Friday, October 30, 2015

BUSINESS SPECIAL................. 7 Surprising Disruptions

7 Surprising Disruptions

Almost every company will face disruption in 2015: The dynamics of reaching customers are changing, technology shifts are speeding up demand for new products and innovation, and efforts to maintain margins have become a high-wire act. But when you look hard enough, these hurdles represent opportunities. Pulling from Strategy&’s recent analysis of industry trends, we’ve unearthed the hidden strategic gem for the most threatened sectors.

Radical shifts are reshaping the auto industry: Brand loyalty is waning; mileage per gallon (or CAFE, corporate average fuel economy) standards and safety rules require new materials, designs, and production processes; and the demand for sensors and telematics is placing a premium on vehicle software innovation. Given the increase in electronic content, automakers must collaborate with suppliers and experts outside the traditional auto industry, perhaps using venture funds to nurture companies that can innovate technologically. And they should prioritize R&D to focus on those innovations that address new safety and environmental regulations in the most cost-effective way.
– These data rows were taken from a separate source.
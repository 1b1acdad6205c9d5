//! Feed search orchestrator.
//!
//! [`FeedStream`] is an explicit pull cursor: `next()` is the only public
//! operation, and all search state — the stack of pages being mined, the
//! set of addresses already seen, the depth budget, the deadline — lives in
//! the cursor, not in suspended call frames. Nothing touches the network
//! between `next()` calls, so a caller that stops asking stops all work.
//!
//! Per page, the four candidate tiers are drained strictly in order (the
//! ranking contract described in [`crate::heuristics`]); only then, if depth
//! budget remains, does the search descend depth-first into same-host links
//! in document order. Every address — page or candidate — is fetched at
//! most once per search.

use std::collections::{HashSet, VecDeque};
use std::time::Duration;

use futures::Stream;
use tokio::time::Instant;
use url::Url;

use crate::error::SearchError;
use crate::fetch::{self, FetchError};
use crate::heuristics;
use crate::page::Page;
use crate::util;
use crate::verify::{self, Verification, VerifiedFeed};

const DEFAULT_FETCH_TIMEOUT: Duration = Duration::from_secs(10);

// Candidate tiers, drained in this order per page.
const TIER_DECLARED: usize = 0;
const TIER_GUESSED: usize = 1;
const TIER_ANCHORS: usize = 2;
const TIER_SELF: usize = 3;
const NUM_TIERS: usize = 4;

/// Knobs for one search invocation.
#[derive(Debug, Clone, Default)]
pub struct SearchOptions {
    /// How many link-hops of same-host pages to descend into (0 = search
    /// only the origin page).
    pub spider: u32,
    /// Overall deadline for the whole search. Checked before every fetch;
    /// once elapsed the stream yields [`SearchError::Timeout`] and ends.
    pub max_time: Option<Duration>,
    /// Upper bound on candidates submitted for verification; reaching it
    /// ends the search as if exhausted.
    pub max_links: Option<usize>,
    /// Per-request fetch timeout. `None` means 10 seconds.
    pub fetch_timeout: Option<Duration>,
    /// Pre-fetched HTML for the origin page, saving the first fetch.
    pub html: Option<String>,
}

impl SearchOptions {
    fn fetch_timeout(&self) -> Duration {
        self.fetch_timeout.unwrap_or(DEFAULT_FETCH_TIMEOUT)
    }
}

/// One page currently being mined for candidates.
struct Frame {
    page: Page,
    /// Spider hops still allowed below this page
    remaining_depth: u32,
    /// Next tier to evaluate
    tier: usize,
    /// Candidates generated by the current tier, not yet emitted
    pending: VecDeque<Url>,
    /// Spider targets, filled once the candidate phase is exhausted
    links: Option<VecDeque<Url>>,
}

/// What the synchronous part of the state machine wants done next.
enum Step {
    /// Verify this candidate (network)
    Candidate(Url),
    /// The page body itself is a feed; emit without fetching
    SelfFeed(VerifiedFeed),
    /// Fetch this page and descend into it (network)
    SpiderLink(Url),
}

/// A lazily-evaluated search: a pull-based stream of verified feeds, in
/// best-first discovery order.
///
/// Created by [`generate_feed_urls`](crate::generate_feed_urls). Each
/// cursor owns all of its mutable state; concurrent independent searches
/// share nothing.
pub struct FeedStream {
    client: reqwest::Client,
    options: SearchOptions,
    origin: Option<Url>,
    origin_host: Option<Url>,
    deadline: Option<Instant>,
    seen: HashSet<String>,
    checked: usize,
    stack: Vec<Frame>,
    started: bool,
    finished: bool,
    origin_error: Option<FetchError>,
}

impl FeedStream {
    pub(crate) fn new(client: &reqwest::Client, url: &str, options: &SearchOptions) -> FeedStream {
        let mut options = options.clone();
        let deadline = options.max_time.take().map(|d| Instant::now() + d);
        let (origin, origin_error) = match Url::parse(url) {
            Ok(parsed) => (Some(util::normalize(&parsed)), None),
            Err(e) => (None, Some(FetchError::InvalidUrl(e))),
        };
        FeedStream {
            client: client.clone(),
            options,
            origin,
            origin_host: None,
            deadline,
            seen: HashSet::new(),
            checked: 0,
            stack: Vec::new(),
            started: false,
            finished: false,
            origin_error,
        }
    }

    /// Produces the next verified feed, or `None` when the search is
    /// exhausted.
    ///
    /// This is the sole suspension point: all candidate verification and
    /// spider fetching happens inside this call, lazily, and stops the
    /// moment a feed is found. After the deadline elapses the stream yields
    /// one `Err(SearchError::Timeout)` and then ends; no fetch is started
    /// past the deadline.
    pub async fn next(&mut self) -> Option<Result<VerifiedFeed, SearchError>> {
        if self.finished {
            return None;
        }

        if !self.started {
            self.started = true;
            match self.enter_origin().await {
                Ok(true) => {}
                Ok(false) => {
                    self.finished = true;
                    return None;
                }
                Err(e) => {
                    self.finished = true;
                    return Some(Err(e));
                }
            }
        }

        loop {
            let Some(step) = self.advance() else {
                self.finished = true;
                return None;
            };

            match step {
                Step::Candidate(url) => {
                    if !self.seen.insert(util::normalized_key(&url)) {
                        continue;
                    }
                    if self.candidate_budget_spent() {
                        self.finished = true;
                        return None;
                    }
                    if self.deadline_elapsed() {
                        self.finished = true;
                        return Some(Err(SearchError::Timeout));
                    }
                    match verify::verify(&self.client, &url, self.options.fetch_timeout()).await
                    {
                        Verification::Feed(feed) => return Some(Ok(feed)),
                        Verification::NotFeed | Verification::FetchFailed(_) => continue,
                    }
                }
                Step::SelfFeed(feed) => {
                    if self.candidate_budget_spent() {
                        self.finished = true;
                        return None;
                    }
                    return Some(Ok(feed));
                }
                Step::SpiderLink(url) => {
                    if !self.seen.insert(util::normalized_key(&url)) {
                        continue;
                    }
                    if self.deadline_elapsed() {
                        self.finished = true;
                        return Some(Err(SearchError::Timeout));
                    }
                    let child_depth = self
                        .stack
                        .last()
                        .map(|frame| frame.remaining_depth.saturating_sub(1))
                        .unwrap_or(0);
                    match fetch::fetch_text(&self.client, &url, self.options.fetch_timeout())
                        .await
                    {
                        Ok(fetched) => {
                            let final_url = util::normalize(&fetched.final_url);
                            self.seen.insert(util::normalized_key(&final_url));
                            // A redirect may land off the origin host; those
                            // pages are never searched
                            let on_host = self
                                .origin_host
                                .as_ref()
                                .is_some_and(|origin| util::same_host(&final_url, origin));
                            if on_host {
                                let page = Page::parse(final_url, &fetched.body);
                                self.push_frame(page, child_depth);
                            }
                        }
                        Err(e) => {
                            tracing::debug!(url = %url, error = %e, "Spider fetch failed");
                        }
                    }
                }
            }
        }
    }

    /// Cause of an empty stream when the origin page itself was the
    /// problem (unreachable, invalid URL, not fetchable).
    pub fn origin_error(&self) -> Option<&FetchError> {
        self.origin_error.as_ref()
    }

    pub(crate) fn into_origin_error(self) -> Option<FetchError> {
        self.origin_error
    }

    /// Adapts the cursor into a [`futures::Stream`].
    pub fn into_stream(self) -> impl Stream<Item = Result<VerifiedFeed, SearchError>> {
        futures::stream::unfold(self, |mut search| async move {
            search.next().await.map(|item| (item, search))
        })
    }

    /// Fetches (or adopts) the origin page and pushes the root frame.
    ///
    /// `Ok(false)` means the stream is empty before it began: unparseable
    /// origin URL or unreachable origin page, recorded in `origin_error`.
    async fn enter_origin(&mut self) -> Result<bool, SearchError> {
        let Some(origin) = self.origin.take() else {
            return Ok(false);
        };

        let page = if let Some(html) = self.options.html.take() {
            self.seen.insert(util::normalized_key(&origin));
            Page::parse(origin, &html)
        } else {
            if self.deadline_elapsed() {
                return Err(SearchError::Timeout);
            }
            match fetch::fetch_text(&self.client, &origin, self.options.fetch_timeout()).await {
                Ok(fetched) => {
                    let final_url = util::normalize(&fetched.final_url);
                    self.seen.insert(util::normalized_key(&origin));
                    self.seen.insert(util::normalized_key(&final_url));
                    Page::parse(final_url, &fetched.body)
                }
                Err(e) => {
                    tracing::debug!(url = %origin, error = %e, "Origin fetch failed");
                    self.origin_error = Some(e);
                    return Ok(false);
                }
            }
        };

        self.origin_host = Some(page.url().clone());
        self.push_frame(page, self.options.spider);
        Ok(true)
    }

    fn push_frame(&mut self, page: Page, remaining_depth: u32) {
        tracing::debug!(url = %page.url(), depth = remaining_depth, "Searching page");
        self.stack.push(Frame {
            page,
            remaining_depth,
            tier: 0,
            pending: VecDeque::new(),
            links: None,
        });
    }

    /// Advances the synchronous state machine to the next action requiring
    /// I/O (or a self-feed emission). Pops frames whose generators and
    /// spider links are exhausted; returns `None` when the stack is empty.
    fn advance(&mut self) -> Option<Step> {
        loop {
            let origin_host = self.origin_host.clone();
            let frame = self.stack.last_mut()?;

            if let Some(url) = frame.pending.pop_front() {
                return Some(Step::Candidate(url));
            }

            if frame.tier < NUM_TIERS {
                let tier = frame.tier;
                frame.tier += 1;

                // A feed document's only candidate is itself; running the
                // guess tier would probe conventional paths under an address
                // already known to serve a feed
                if let Some(kind) = frame.page.kind() {
                    frame.tier = NUM_TIERS;
                    return Some(Step::SelfFeed(VerifiedFeed {
                        url: frame.page.url().clone(),
                        kind,
                    }));
                }

                match tier {
                    TIER_DECLARED => {
                        let urls = heuristics::declared_links(&frame.page);
                        frame.pending.extend(urls);
                    }
                    TIER_GUESSED => {
                        let urls = heuristics::guessed_paths(&frame.page);
                        frame.pending.extend(urls);
                    }
                    TIER_ANCHORS => {
                        let urls = heuristics::anchor_candidates(&frame.page);
                        frame.pending.extend(urls);
                    }
                    // Non-feed page: the self tier has nothing to emit
                    TIER_SELF => {}
                    _ => unreachable!("tier out of range"),
                }
                continue;
            }

            if frame.remaining_depth > 0 {
                let links = frame.links.get_or_insert_with(|| {
                    origin_host
                        .as_ref()
                        .map(|origin| {
                            heuristics::internal_links(&frame.page, origin)
                                .into_iter()
                                .collect()
                        })
                        .unwrap_or_default()
                });
                if let Some(url) = links.pop_front() {
                    return Some(Step::SpiderLink(url));
                }
            }

            // Generators and spider links exhausted; the page is done
            self.stack.pop();
        }
    }

    fn deadline_elapsed(&self) -> bool {
        self.deadline.is_some_and(|deadline| Instant::now() >= deadline)
    }

    fn candidate_budget_spent(&mut self) -> bool {
        if self.options.max_links.is_some_and(|max| self.checked >= max) {
            return true;
        }
        self.checked += 1;
        false
    }
}
//! URL helpers shared across the search pipeline.
//!
//! Every address the crate compares, deduplicates, or fetches goes through
//! [`normalize`] first, so two spellings of the same feed URL count as one
//! entity. [`clean_url`] produces the join base used by the candidate
//! generators (query arguments on the page URL must not leak into joined
//! candidate paths).

use url::Url;

/// Normalizes a URL to its identity form: parsed (canonical scheme, host,
/// port and percent-encoding) with the fragment stripped.
///
/// Fragments never change what a server returns, so they are irrelevant for
/// the "fetched at most once" guarantee.
pub fn normalize(url: &Url) -> Url {
    let mut normalized = url.clone();
    normalized.set_fragment(None);
    normalized
}

/// Normalized string form of a URL, used as the `SeenSet` key.
pub fn normalized_key(url: &Url) -> String {
    normalize(url).to_string()
}

/// Removes query arguments (and the fragment) from a URL.
///
/// Candidate generators join suffixes and relative hrefs against this
/// cleaned form of the page address.
pub fn clean_url(url: &Url) -> Url {
    let mut cleaned = normalize(url);
    cleaned.set_query(None);
    cleaned
}

/// The root address of a URL's site: same scheme/host/port, path `/`.
pub fn site_root(url: &Url) -> Url {
    let mut root = clean_url(url);
    root.set_path("/");
    root
}

/// Whether two URLs point at the same host.
///
/// `Url` lowercases registered domain names during parsing, so a direct
/// comparison of host strings is sufficient.
pub fn same_host(a: &Url, b: &Url) -> bool {
    match (a.host_str(), b.host_str()) {
        (Some(ha), Some(hb)) => ha == hb,
        _ => false,
    }
}

/// Whether a URL is fetchable by this crate (plain web addresses only).
///
/// Anchors routinely carry `mailto:`, `javascript:` and similar schemes;
/// those are dropped before they can become candidates or spider targets.
pub fn is_http(url: &Url) -> bool {
    matches!(url.scheme(), "http" | "https")
}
Shipping companies face an unanticipated threat: 3D printing. As more parts and products are manufactured in finished (rather than assembled) form, global components and materials shipments by air, sea, and roadway will plummet. As much as 41 percent of the air cargo business, 37 percent of ocean container shipments, and 25 percent of truck deliveries are at risk because of 3D printing. 
The large, morphing payments sector will be dominated by e-money transactions, particularly in emerging markets with vast untapped customer pools and high cellular usage perfectly suited for mobile wallet applications. Consumer adoption of e-payments in developed and developing countries depends on a seamless and reliable online and offline checkout process and aggressive shopping rewards. Replacement of traditional credit scoring, an imperfect measure of borrower risk, with new metrics that consider a wider array of consumer attributes could be a boon for innovative payments companies.  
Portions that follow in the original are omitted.